Requiem auf den Straßenrand

WERBUNG „Roadside America“ heißt die Hommage des Fotografen John Margolies an die einzigartige US-Straßenkultur. Der Fotoband ist ein Nachruf auf eine überlebte Epoche

Vor einem Laden in Texas signalisiert es ein gesatteltes Riesenkaninchen. In Kentucky trötet es eine fünf Meter hohe hölzerne Gans mit Augen aus Autoscheinwerfern vom Dach: anhalten, bleiben und ab zur Kasse

AUS WASHINGTON ANTJE PASSENHEIM

Es war einmal in Amerika – da sprachen Straßen noch Bände. Schrille Leuchtschrift, poppige Schilder und Fantasiebauten buhlten um die Gunst vorbeirauschender Autofahrer. Sie schrien förmlich um die Wette, um Easy Rider auszubremsen. John Margolies’ Eltern hielten nie an. Der kleine Junge aus Connecticut blickte fasziniert aus dem Autofenster und konnte es nicht abwarten, all die Straßen auf eigene Faust zu entdecken. Als er alt genug war, begann er damit, den Straßenrand mit seiner Kamera festzuhalten.

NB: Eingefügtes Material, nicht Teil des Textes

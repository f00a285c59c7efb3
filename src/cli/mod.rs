//! Command-line interface module
//!
//! This module handles argument parsing and output formatting.
//! It contains no business logic - that belongs in the [`crate::core`] module.

pub mod commands;
pub mod output;

use anyhow::Result;
use clap::{Parser, ValueEnum};

/// Solfactory - provision Sol modules on the factory bench
///
/// Without arguments, flashes and deploys the attached device as needed.
/// With `publish`, writes the distribution bundle instead.
#[derive(Parser, Debug)]
#[command(name = "solfactory")]
#[command(author, version, about, long_about = None)]
pub struct Cli {
    /// Run mode; omit to provision the attached device
    #[arg(value_enum)]
    pub mode: Option<Mode>,
}

/// Alternate run modes
#[derive(ValueEnum, Clone, Copy, Debug, PartialEq, Eq)]
pub enum Mode {
    /// Write the local deployment files to the distribution directory
    Publish,
}

impl Cli {
    /// Execute the selected mode
    pub async fn run(self) -> Result<()> {
        let config = commands::load_config()?;

        match self.mode {
            Some(Mode::Publish) => commands::publish::execute(&config).await,
            None => commands::provision::execute(&config).await,
        }
    }
}
//! Interrupt handling
//!
//! The first Ctrl-C asks the run to stop before its next step; a second one
//! exits.

use std::sync::atomic::{AtomicBool, Ordering};
use std::sync::Arc;

/// Shared cancellation flag
#[derive(Debug, Clone, Default)]
pub struct CancelFlag(Arc<AtomicBool>);

impl CancelFlag {
    pub fn new() -> Self {
        Self::default()
    }

    pub fn cancel(&self) {
        self.0.store(true, Ordering::SeqCst);
    }

    pub fn is_cancelled(&self) -> bool {
        self.0.load(Ordering::SeqCst)
    }

    /// Route Ctrl-C to this flag
    pub fn install_ctrlc_handler(&self) {
        let flag = self.clone();
        if let Err(e) = ctrlc::set_handler(move || {
            if flag.is_cancelled() {
                std::process::exit(130);
            }
            flag.cancel();
            eprintln!("\ninterrupt received, stopping after the current step...");
        }) {
            tracing::warn!("Could not install interrupt handler: {e}");
        }
    }
}
mod args;
mod review;

use std::sync::Arc;

use args::GlobalArgs;
use clap::{Parser, Subcommand};
use pruner_lib::{
    client::CandidateSource, error::PrunerError, log::LoggingFormat, state::init_config,
    BackendClient, Config,
};

#[derive(Subcommand)]
pub enum Commands {
    /// Start an interactive review session
    Review,
    /// Print the current candidate list without starting a session
    List,
    /// Show review statistics from the audit log
    Stats,
}

#[derive(Parser)]
#[command(author, version, about = "Pruner - follow-list review tool", long_about = None)]
struct Cli {
    #[command(subcommand)]
    command: Option<Commands>,

    #[command(flatten)]
    pub global_args: GlobalArgs,
}

#[tokio::main]
async fn main() -> Result<(), PrunerError> {
    dotenv::dotenv().ok();
    let cli = Cli::parse();

    // The review TUI owns the terminal; its log pane replaces stdout logging.
    if !matches!(cli.command, Some(Commands::Review)) {
        setup_logging(&cli.global_args.logging_format);
    }

    let mut config = Config::load_config(&cli.global_args.config).unwrap_or_else(|e| {
        print_error(&format!("Failed to load config: {e}"));
        std::process::exit(1);
    });

    if let Some(url) = &cli.global_args.backend_url {
        config.backend.url = url.clone();
    }

    let backend_url = config.backend.url.clone();
    let request_timeout = config.backend.request_timeout_seconds;

    init_config(config).unwrap_or_else(|e| {
        print_error(&format!("Failed to initialize config: {e}"));
        std::process::exit(1);
    });

    match cli.command {
        Some(command) => {
            let client: Arc<dyn CandidateSource> =
                Arc::new(BackendClient::new(&backend_url, request_timeout)?);
            review::handle_review(command, client).await?;
        }
        None => {
            println!("No command specified. Use --help for usage information.");
            println!("Available commands:");
            println!("  review - Start an interactive review session");
            println!("  list   - Print the current candidate list");
            println!("  stats  - Show review statistics from the audit log");
        }
    }

    Ok(())
}

fn print_error(message: &str) {
    eprintln!("Error: {message}");
}

fn setup_logging(format: &LoggingFormat) {
    let env_filter = std::env::var("RUST_LOG").unwrap_or_else(|_| "info".into());

    let subscriber = tracing_subscriber::fmt().with_env_filter(env_filter);
    match format {
        LoggingFormat::Standard => subscriber.init(),
        LoggingFormat::Json => subscriber.json().init(),
    }
}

„Alles verschwunden“, sinniert Margolies. „Ausgelöscht. Es gibt sie nicht mehr.“ Sie, das ist die Kunst am Straßenrand, der Margolies auf der Spur war. Es sind schrille Werbeschilder oder Neonschriftzüge, die Reisende in Motels, Läden oder Diners locken sollen. Es sind haushohe Skulpturen, die aus Maisfeldern oder der Prärie ragen. Zusammengeflickte, bepinselte Bruchbuden oder fantasievolle Architektenkunst. „Als ich sie fotografierte, konnte ich nicht ahnen, dass all meine Motive bereits im Sterben begriffen waren“, meint der heute 70-jährige New Yorker. „Relikte einer ausklingenden Epoche.“

Diese Epoche beginnt in den 1920er Jahren mit einem Liebesverhältnis – nämlich dem der Amerikaner zu ihren Autos. Henry Ford setzt die Welle in Bewegung. Wer kann, ist on the Road, um die grenzenlose Weite jenseits von Zugfahrplänen und Busrouten zu entdecken. Die Straße wird zum Ort der Isolation. Noch vor John Steinbeck oder Jack Kerouac finden die ersten Desperados auf endlosen, schnurgeraden Betonpisten zu sich selbst. Freiheit, Grenzenlosigkeit und Unternehmergeist prägen die amerikanische Lebensart.

Eisberg in Kansas

Die einen reisen – die anderen werben um sie. „Es ist das System der freien Unternehmer. Es ist Kapitalismus. Die Leute können ihre eigenen Geschäfte aufziehen, Geld machen, Kunden anlocken“, erklärt Margolies. Und dabei sind ihrer Kreativität keine Grenzen gesetzt: Schilder werden selbst gemalt oder aus Schrott gebastelt, Scheunen und Bretterbuden werden zu Werbeflächen. Alle senden dasselbe Signal: anhalten, bleiben und ab zur Kasse.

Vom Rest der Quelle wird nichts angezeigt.